Eksamat não entendia nada, pois ora encontrava a irmã furiosa por algum desaforo do marido, ora sorridente, derretendo-se em elogios a Methos. Com o passar do tempo, percebeu com tristeza que parte daquilo era teatro - Aka lhe omitia fatos e o casamento dela infelizmente estava erguendo uma barreira invisível entre eles. Marconus e Gaicus, que desde o primeiro dia tomaram forte e sincera amizade por Eksamat, começaram a arrastá-lo para noitadas, tentando consolá-lo, mas aos poucos o fogo dos três arrefeceu. Mesmo arrumando uma ou outra amante ocasional, aproveitando a popularidade de ter sido reconhecido como realmente solteiro, Eksamat não interessava-se por nenhuma mulher em especial e sentia falta de abrir-se mais vezes com a irmã, ao passo que os outros dois sentiam falta da ironia de Methos, que não podia mais acompanhá-los nas farras.

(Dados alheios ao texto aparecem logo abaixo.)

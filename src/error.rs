//! Error types shared by the stores, the registry and the physics step.

use crate::ecs::Entity;

/// Errors surfaced to whatever owns the simulation loop.
///
/// Degenerate geometry and dangling edge endpoints are not errors: the
/// physics step recovers from them locally and never reports them.
#[derive(Debug, Clone, PartialEq, thiserror::Error)]
pub enum Error {
    /// An entity id does not fit the pre-sized component stores.
    #[error("{entity} exceeds store capacity of {capacity} entities")]
    CapacityExceeded { entity: Entity, capacity: usize },

    /// A force configuration value was rejected before simulation.
    #[error("invalid force config: `{field}` = {value} ({reason})")]
    InvalidConfig {
        field: &'static str,
        value: f32,
        reason: &'static str,
    },

    /// Elapsed time handed to a step was negative or not finite.
    #[error("elapsed time must be finite and non-negative, got {0}")]
    InvalidElapsed(f32),

    /// A Position or Velocity write carried a NaN or infinite component.
    #[error("{entity} vector ({x}, {y}) must be finite")]
    NonFiniteVector { entity: Entity, x: f32, y: f32 },

    /// The entity was never issued by the registry or is no longer live.
    #[error("{0} is not a live entity")]
    UnknownEntity(Entity),
}

pub type Result<T> = std::result::Result<T, Error>;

Enquanto isso, Marcus Aediles manteve-se distante, como de praxe, e no fim mudou-se de Roma, sendo apenas ocasionalmente visto em bordéis da cidade, quando vinha sondar as novidades, mas sempre sumia em seguida e ninguém dava-lhe muita importância.

Nos anos seguintes, para fugir da constante agitação de Roma e desligar-se dos confusos problemas da irmã, em várias ocasiões Eksamat acompanhou Marconus ou Gaicus em viagens. Raramente os três iam juntos, pois preferiam deixar alguém de olho em Aka e Methos. Nenhum queria que o casal chegasse a extremos em suas discussões, porém os dois continuavam na mesma, brigando e fazendo as pazes num ritmo quase constante, como se aquilo tivesse se transformado numa rotina.

E era de fato uma insólita rotina, pois após um tempo Methos e Aka já não conseguiam passar sequer um mês sem trocar desaforos cabeludos. Quando tudo ficava calmo demais, um dos dois começava a irritar-se e provocava uma nova confusão.

Até que, enfim, a situação piorou e tornou-se insuportável.

*************

Roma, Península Itálica - 180 a.C.

- Aka acha que tens uma amante!

Tendo chegado na véspera de outra viagem e ainda irritado pelos contratempos do caminho, Eksamat não conseguiu fazer rodeios ao confrontar o cunhado com as acusações que Aka lhe confidenciara ainda há pouco. Methos tinha saído de cara amarrada tão logo Eksamat entrara para ver a irmã, demonstrando que algo ia mal de novo, e refugiou-se na casa de Gaicus e Marconus. Após ouvir as queixas inéditas de Aka, Eksamat rumou imediatamente atrás do cunhado para tomar satisfações. Sabia que o casal não perdia a mania de brigar por qualquer coisa e há tempos não se intrometia entre eles, porém desta vez Aka fizera-lhe revelações preocupantes.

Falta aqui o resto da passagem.